Recommended approach to detach a data node

parthmaniar · June 6, 2020, 12:05pm

My ELK deployment is in a distributed format.

An always on VM on a NAS that is ingesting data via elasticsearch.
A Raspberry Pi running logstash with 5 pipelines.
9 log sources sending data to the 5 pipelines.
A laptop which has Kibana and Elasticsearch. On this laptop I have secondary node of elastic which I need for me college as I cannot always VPN into to show my teacher my research. More details are here and the diagram is as below (except that now logstash is on RPi)

I wanted to know the recommended approach to detach and remove the mobile datanode (on my laptop.) As of now I put following commands before detaching, do I need to do something else?

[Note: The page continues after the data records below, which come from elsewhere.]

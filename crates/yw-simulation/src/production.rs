use log::debug;
use yw_core::ProcessTransition;

use crate::context::SimContext;
use crate::event::SimEventKind;
use crate::system::System;

/// Steps every process through its production cycle, in scene order.
#[derive(Debug, Default)]
pub struct ProcessSystem;

impl ProcessSystem {
    /// Create the production system.
    pub fn new() -> Self {
        Self
    }
}

impl System for ProcessSystem {
    fn name(&self) -> &str {
        "production"
    }

    fn tick(&mut self, ctx: &mut SimContext<'_>) {
        let transitions = ctx.scene.step_processes(ctx.rng);
        for (process, t) in transitions {
            let (kind, description) = match t {
                ProcessTransition::Started { consumed } => (
                    SimEventKind::ProductionStarted {
                        process: process.clone(),
                        consumed,
                    },
                    format!("process {process} started, consumed {consumed}"),
                ),
                ProcessTransition::Finished { produced } => (
                    SimEventKind::ProductionFinished {
                        process: process.clone(),
                        produced,
                    },
                    format!("process {process} finished, produced {produced}"),
                ),
            };
            debug!("tick {}: {description}", ctx.tick());
            ctx.emit(kind, description);
        }
    }
}
//! Core types for Yardwatch: the scene model a simulation steps through.
//!
//! A [`Scene`] holds stationary [`Process`]es, [`Mover`]s that shuttle
//! [`Item`]s between them, and [`Camera`]s and [`Roi`]s that report what lies
//! inside their footprint. Everything here is deterministic given the random
//! generator handed in, so the engine owns all randomness.

/// Entity identifiers, kinds, and the shared [`Entity`] trait.
pub mod entity;
/// Error types raised while assembling a scene.
pub mod error;
/// Points and axis-aligned rectangles.
pub mod geometry;
/// Category-keyed FIFO item inventories.
pub mod inventory;
/// Items and the arena that owns them.
pub mod item;
/// Movement behaviours for movers.
pub mod motion;
/// Mobile transport agents.
pub mod mover;
/// Stationary production nodes.
pub mod process;
/// The scene aggregate and its tick phases.
pub mod scene;
/// Cameras, regions of interest, and detections.
pub mod sensor;

/// Re-export entity types.
pub use entity::{Entity, EntityId, EntityKind};
/// Re-export error types.
pub use error::{YwError, YwResult};
/// Re-export geometry types.
pub use geometry::{Point, Rect};
/// Re-export inventory types.
pub use inventory::{Batch, Counts, Inventory};
/// Re-export item types.
pub use item::{Item, ItemArena, ItemId, Parent};
/// Re-export movement types.
pub use motion::{Motion, MotionKind, Movement, Steering, Wander};
/// Re-export mover types.
pub use mover::{Mover, MoverState, MoverTransition};
/// Re-export process types.
pub use process::{Process, ProcessState, ProcessTransition};
/// Re-export the scene.
pub use scene::Scene;
/// Re-export sensor types.
pub use sensor::{Camera, Detection, Detector, Roi, SortedDetections};
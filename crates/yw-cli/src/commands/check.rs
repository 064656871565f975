use std::path::Path;

use yw_scene::{Definitions, Layout};

pub fn run(layout_path: &Path, defs_path: &Path) -> Result<(), String> {
    let layout = Layout::load(layout_path).map_err(|e| e.to_string())?;
    layout.check().map_err(|e| e.to_string())?;
    let defs = Definitions::load(defs_path).map_err(|e| e.to_string())?;
    yw_scene::check_coverage(&layout, &defs).map_err(|e| e.to_string())?;

    let cats = layout.categorize();
    println!("  All checks passed for '{}'.", layout_path.display());
    println!(
        "  {} processes, {} movers, {} cameras, {} rois",
        cats.processes.len(),
        cats.movers.len(),
        cats.cameras.len(),
        cats.rois.len()
    );
    println!(
        "  {} process types, {} mover types defined",
        defs.processes.len(),
        defs.movers.len()
    );

    Ok(())
}
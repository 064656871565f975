//! Rewriting the object classes of an existing dump.
//!
//! Every quoted occurrence of an existing class, e.g. `"Person"`, is swapped
//! for a class drawn at random with the configured weights. Lines are
//! streamed, so dumps of any size work and line endings are kept as they are.

use std::fs::File;
use std::io::{BufRead, BufReader, BufWriter, Write};
use std::path::{Path, PathBuf};

use log::info;
use rand::Rng;
use rand::distr::Distribution;
use rand::distr::weighted::WeightedIndex;

use crate::error::{ReportError, ReportResult};

/// Class taken out when none is named.
pub const DEFAULT_EXISTING: &str = "Person";

/// Prefix of rewritten files by default.
pub const DEFAULT_PREFIX: &str = "replaced";

/// Weighted class substitution.
#[derive(Debug, Clone)]
pub struct Replacer {
    classes: Vec<String>,
    weights: WeightedIndex<f64>,
    existing: Vec<String>,
}

impl Replacer {
    /// Swap each of `existing` for one of `classes`, picked with `weights`.
    ///
    /// Weights are relative and need not sum to one. The two class lists must
    /// be disjoint.
    pub fn new(classes: Vec<String>, weights: &[f64], existing: Vec<String>) -> ReportResult<Self> {
        if classes.len() != weights.len() {
            return Err(ReportError::WeightCount {
                classes: classes.len(),
                weights: weights.len(),
            });
        }
        if let Some(class) = existing.iter().find(|e| classes.contains(e)) {
            return Err(ReportError::OverlappingClass {
                class: class.clone(),
            });
        }
        let weights =
            WeightedIndex::new(weights).map_err(|err| ReportError::Weights(err.to_string()))?;
        Ok(Self {
            classes,
            weights,
            existing,
        })
    }

    /// Rewrite one line, returning it with the number of swaps made.
    pub fn replace_line<R: Rng>(&self, line: &str, rng: &mut R) -> (String, u64) {
        let mut line = line.to_string();
        let mut swaps = 0;
        for class in &self.existing {
            let needle = format!("\"{class}\"");
            if !line.contains(&needle) {
                continue;
            }
            let mut out = String::with_capacity(line.len());
            let mut rest = line.as_str();
            while let Some(at) = rest.find(&needle) {
                out.push_str(&rest[..at]);
                out.push('"');
                out.push_str(&self.classes[self.weights.sample(rng)]);
                out.push('"');
                rest = &rest[at + needle.len()..];
                swaps += 1;
            }
            out.push_str(rest);
            line = out;
        }
        (line, swaps)
    }

    /// Rewrite `input` into `out` line by line.
    pub fn replace_stream<I: BufRead, W: Write, R: Rng>(
        &self,
        mut input: I,
        mut out: W,
        rng: &mut R,
    ) -> ReportResult<u64> {
        let mut buf = String::new();
        let mut swaps = 0;
        while input.read_line(&mut buf)? > 0 {
            let (line, n) = self.replace_line(&buf, rng);
            out.write_all(line.as_bytes())?;
            swaps += n;
            buf.clear();
        }
        out.flush()?;
        Ok(swaps)
    }

    /// Rewrite `path` into a sibling file named `<prefix>_<name>`.
    pub fn replace_file<R: Rng>(
        &self,
        path: &Path,
        prefix: &str,
        rng: &mut R,
    ) -> ReportResult<Replaced> {
        let output = prefixed(path, prefix);
        let input = BufReader::new(File::open(path)?);
        let out = BufWriter::new(File::create(&output)?);
        let swaps = self.replace_stream(input, out, rng)?;
        info!(
            "rewrote {} into {} ({swaps} objects replaced)",
            path.display(),
            output.display()
        );
        Ok(Replaced { output, swaps })
    }
}

/// Outcome of [`Replacer::replace_file`].
#[derive(Debug, Clone, PartialEq, Eq)]
pub struct Replaced {
    /// File that was written.
    pub output: PathBuf,
    /// Objects whose class was swapped.
    pub swaps: u64,
}

/// `dir/name` becomes `dir/<prefix>_name`.
pub fn prefixed(path: &Path, prefix: &str) -> PathBuf {
    let name = path
        .file_name()
        .map(|n| n.to_string_lossy().into_owned())
        .unwrap_or_default();
    path.with_file_name(format!("{prefix}_{name}"))
}

#[cfg(test)]
mod tests {
    use super::*;
    use rand::SeedableRng;
    use rand::rngs::StdRng;

    fn strings(items: &[&str]) -> Vec<String> {
        items.iter().map(|s| s.to_string()).collect()
    }

    fn person_to(classes: &[&str], weights: &[f64]) -> Replacer {
        Replacer::new(strings(classes), weights, strings(&[DEFAULT_EXISTING])).unwrap()
    }

    #[test]
    fn every_quoted_occurrence_is_swapped() {
        let replacer = person_to(&["pallet", "box"], &[1.0, 1.0]);
        let mut rng = StdRng::seed_from_u64(3);
        let line = r#"{"objects":[{"type":"Person"},{"type":"Person"},{"type":"Personnel"}]}"#;
        let (out, swaps) = replacer.replace_line(line, &mut rng);

        assert_eq!(swaps, 2);
        assert!(!out.contains("\"Person\""));
        assert!(out.contains("\"Personnel\""));
        assert_eq!(out.matches("\"pallet\"").count() + out.matches("\"box\"").count(), 2);
    }

    #[test]
    fn zero_weight_class_is_never_drawn() {
        let replacer = person_to(&["forklift", "hardhat"], &[0.0, 3.0]);
        let mut rng = StdRng::seed_from_u64(11);
        let line = "\"Person\" ".repeat(200);
        let (out, swaps) = replacer.replace_line(&line, &mut rng);
        assert_eq!(swaps, 200);
        assert!(!out.contains("forklift"));
        assert_eq!(out.matches("\"hardhat\"").count(), 200);
    }

    #[test]
    fn weights_shape_the_mix() {
        let replacer = person_to(&["common", "rare"], &[9.0, 1.0]);
        let mut rng = StdRng::seed_from_u64(5);
        let line = "\"Person\"".repeat(2_000);
        let (out, _) = replacer.replace_line(&line, &mut rng);
        let rare = out.matches("\"rare\"").count();
        assert!((100..400).contains(&rare), "rare drawn {rare} times");
    }

    #[test]
    fn several_existing_classes() {
        let replacer = Replacer::new(
            strings(&["shelf"]),
            &[1.0],
            strings(&["pallet", "box"]),
        )
        .unwrap();
        let mut rng = StdRng::seed_from_u64(0);
        let (out, swaps) = replacer.replace_line(r#"["pallet","box","bbox"]"#, &mut rng);
        assert_eq!(out, r#"["shelf","shelf","bbox"]"#);
        assert_eq!(swaps, 2);
    }

    #[test]
    fn stream_keeps_line_endings() {
        let replacer = person_to(&["cart"], &[1.0]);
        let mut rng = StdRng::seed_from_u64(0);
        let input = "{\"type\":\"Person\"}\r\nplain\n{\"type\":\"Person\"}";
        let mut out = Vec::new();
        let swaps = replacer
            .replace_stream(input.as_bytes(), &mut out, &mut rng)
            .unwrap();
        assert_eq!(swaps, 2);
        assert_eq!(
            String::from_utf8(out).unwrap(),
            "{\"type\":\"cart\"}\r\nplain\n{\"type\":\"cart\"}"
        );
    }

    #[test]
    fn invalid_setups_are_rejected() {
        let existing = strings(&[DEFAULT_EXISTING]);
        assert!(matches!(
            Replacer::new(strings(&["a", "b"]), &[1.0], existing.clone()),
            Err(ReportError::WeightCount { classes: 2, weights: 1 })
        ));
        assert!(matches!(
            Replacer::new(strings(&["a"]), &[-1.0], existing.clone()),
            Err(ReportError::Weights(_))
        ));
        assert!(matches!(
            Replacer::new(strings(&[]), &[], existing),
            Err(ReportError::Weights(_))
        ));
        assert!(matches!(
            Replacer::new(strings(&["Person"]), &[1.0], strings(&["Person"])),
            Err(ReportError::OverlappingClass { .. })
        ));
    }

    #[test]
    fn file_is_written_next_to_its_source() {
        let dir = tempfile::tempdir().unwrap();
        let source = dir.path().join("mdx-frames.json");
        std::fs::write(&source, "{\"type\":\"Person\"}\n").unwrap();

        let replacer = person_to(&["box"], &[1.0]);
        let mut rng = StdRng::seed_from_u64(0);
        let done = replacer.replace_file(&source, "updated", &mut rng).unwrap();

        assert_eq!(done.output, dir.path().join("updated_mdx-frames.json"));
        assert_eq!(done.swaps, 1);
        assert_eq!(
            std::fs::read_to_string(&done.output).unwrap(),
            "{\"type\":\"box\"}\n"
        );
    }
}
use std::collections::{BTreeMap, VecDeque};

use crate::item::ItemId;

/// Requested or available quantities, keyed by item category.
pub type Counts = BTreeMap<String, u32>;

/// Concrete items grouped by category, in FIFO order within each category.
pub type Batch = BTreeMap<String, Vec<ItemId>>;

/// Total number of items in a batch.
pub fn batch_len(batch: &Batch) -> usize {
    batch.values().map(Vec::len).sum()
}

/// Per-category quantities of a batch.
pub fn batch_counts(batch: &Batch) -> Counts {
    batch
        .iter()
        .map(|(category, items)| (category.clone(), items.len() as u32))
        .collect()
}

/// Categorized holding area of a process or mover.
///
/// Items are moved in and out by id; the arena that owns the item data lives
/// in the scene. `get` never fails: it hands back whatever is available, up
/// to the requested quantity. There is no capacity limit on `put`.
#[derive(Debug, Clone, Default, PartialEq)]
pub struct Inventory {
    items: BTreeMap<String, VecDeque<ItemId>>,
}

impl Inventory {
    /// Create an empty inventory.
    pub fn new() -> Self {
        Self::default()
    }

    /// Append every item of `batch` to the back of its category.
    pub fn put(&mut self, batch: Batch) {
        for (category, items) in batch {
            self.items.entry(category).or_default().extend(items);
        }
    }

    /// Remove up to the requested quantity of each category from the front.
    pub fn get(&mut self, request: &Counts) -> Batch {
        let mut taken = Batch::new();
        for (category, &wanted) in request {
            let queue = self.items.entry(category.clone()).or_default();
            let count = queue.len().min(wanted as usize);
            taken.insert(category.clone(), queue.drain(..count).collect());
        }
        taken
    }

    /// Remove everything currently held.
    pub fn drain_all(&mut self) -> Batch {
        let available = self.available();
        self.get(&available)
    }

    /// `true` if every requested category has at least the requested quantity.
    pub fn check_available(&self, request: &Counts) -> bool {
        request
            .iter()
            .all(|(category, &wanted)| self.quantity(category) >= wanted as usize)
    }

    /// Quantity held per category.
    pub fn available(&self) -> Counts {
        self.items
            .iter()
            .map(|(category, items)| (category.clone(), items.len() as u32))
            .collect()
    }

    /// Quantity held of one category.
    pub fn quantity(&self, category: &str) -> usize {
        self.items.get(category).map_or(0, VecDeque::len)
    }

    /// Total item count across all categories.
    pub fn size(&self) -> usize {
        self.items.values().map(VecDeque::len).sum()
    }

    /// `true` if nothing is held.
    pub fn is_empty(&self) -> bool {
        self.size() == 0
    }

    /// Every held item id, category by category.
    pub fn iter(&self) -> impl Iterator<Item = ItemId> + '_ {
        self.items.values().flat_map(|items| items.iter().copied())
    }
}
use indexmap::IndexSet;

use crate::layout::Layout;

/// Render a definitions skeleton for every process and mover type the
/// layout uses, ready to be filled in by hand.
pub fn template(layout: &Layout) -> String {
    let cats = layout.categorize();
    let processes: IndexSet<&str> = cats.processes.iter().map(|c| c.label()).collect();
    let movers: IndexSet<&str> = cats.movers.iter().map(|c| c.label()).collect();

    let mut out = String::from("processes:\n");
    for label in processes {
        out.push_str(&format!("  {label}:\n    input:\n    output:\n    time:\n\n"));
    }
    out.push_str("movers:\n");
    for label in movers {
        out.push_str(&format!("  {label}:\n    speed:\n    capacity:\n\n"));
    }
    out
}
use chrono::{DateTime, TimeDelta, Utc};

/// Tracks simulation time: a monotonic tick counter and the simulated wall
/// time it corresponds to. One tick is one second.
#[derive(Debug, Clone)]
pub struct SimClock {
    tick: u64,
    start: DateTime<Utc>,
}

impl SimClock {
    /// Create a new clock at tick 0.
    pub fn new(start: DateTime<Utc>) -> Self {
        Self { tick: 0, start }
    }

    /// Move on one tick (one second) and return the tick now current.
    pub fn advance(&mut self) -> u64 {
        self.tick += 1;
        self.tick
    }

    /// Ticks simulated so far.
    pub fn tick(&self) -> u64 {
        self.tick
    }

    /// Simulated time at tick 0.
    pub fn start(&self) -> DateTime<Utc> {
        self.start
    }

    /// Simulated time at the current tick.
    pub fn now(&self) -> DateTime<Utc> {
        self.start + TimeDelta::seconds(self.tick as i64)
    }

    /// Elapsed simulated seconds.
    pub fn elapsed_seconds(&self) -> u64 {
        self.tick
    }
}
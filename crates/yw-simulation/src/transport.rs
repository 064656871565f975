use log::debug;

use crate::context::SimContext;
use crate::event::SimEventKind;
use crate::system::System;

/// Steps every mover through its transport cycle, in scene order.
#[derive(Debug, Default)]
pub struct MoverSystem;

impl MoverSystem {
    /// Create the transport system.
    pub fn new() -> Self {
        Self
    }
}

impl System for MoverSystem {
    fn name(&self) -> &str {
        "transport"
    }

    fn tick(&mut self, ctx: &mut SimContext<'_>) {
        let transitions = ctx.scene.step_movers(ctx.rng);
        for (mover, t) in transitions {
            debug!("tick {}: mover {mover} {} -> {}", ctx.tick(), t.from, t.to);
            let description = format!("mover {mover} is now {}", t.to);
            ctx.emit(
                SimEventKind::MoverStateChanged {
                    mover,
                    from: t.from,
                    to: t.to,
                },
                description,
            );
        }
    }
}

Secondly, what configuration is needed to make the laptop as primary node for compute whenever I am using Kibana?

Shutdown process

    https://IP OF PRIMARY ELASTICSEARCH NODE:9200/_cluster/settings
    {
      "transient" : {
        "cluster.routing.allocation.exclude._ip" : "IP of LAPTOP NODE"
      }
    }

and

    PUT: https://P OF PRIMARY ELASTICSEARCH NODE:9200/_cluster/settings
  {
  "persistent": {
    "cluster.routing.allocation.enable": "none"
  }

I still get following error right after I detach the mobile data node when querying for health of the cluster:

{
    "error": {
        "root_cause": [
            {
                "type": "master_not_discovered_exception",
                "reason": null
            }
        ],
        "type": "master_not_discovered_exception",
        "reason": null
    },
    "status": 503
}

Also, this is the final failure of the cluster before I have to restore the VM. I lose important logs as part of my final year studies due to this process. I cannot afford to restore the VM and lose logs.

{
    "error": {
        "root_cause": [
            {
                "type": "security_exception",
                "reason": "failed to authenticate user [elastic]",
                "header": {
                    "WWW-Authenticate": [
                        "Bearer realm=\"security\"",
                        "ApiKey",
                        "Basic realm=\"security\" charset=\"UTF-8\""
                    ]
                }
            }
        ],
        "type": "security_exception",
        "reason": "failed to authenticate user [elastic]",
        "header": {
            "WWW-Authenticate": [
                "Bearer realm=\"security\"",
                "ApiKey",
                "Basic realm=\"security\" charset=\"UTF-8\""
            ]
        }
    },
    "status": 401
}

Do I need to any other steps to make sure my indices do not fail when I restart the mobile elastic node?

Thank you.

magnalite · June 6, 2020, 4:18pm

If I understand correctly, this sounds like a good scenario to use a remote cluster / cross-cluster replication. https://www.elastic.co/guide/en/elasticsearch/reference/current/modules-remote-clusters.html

parthmaniar · June 10, 2020, 11:45am

I will test this and get back to you, thank you very much for your suggestion.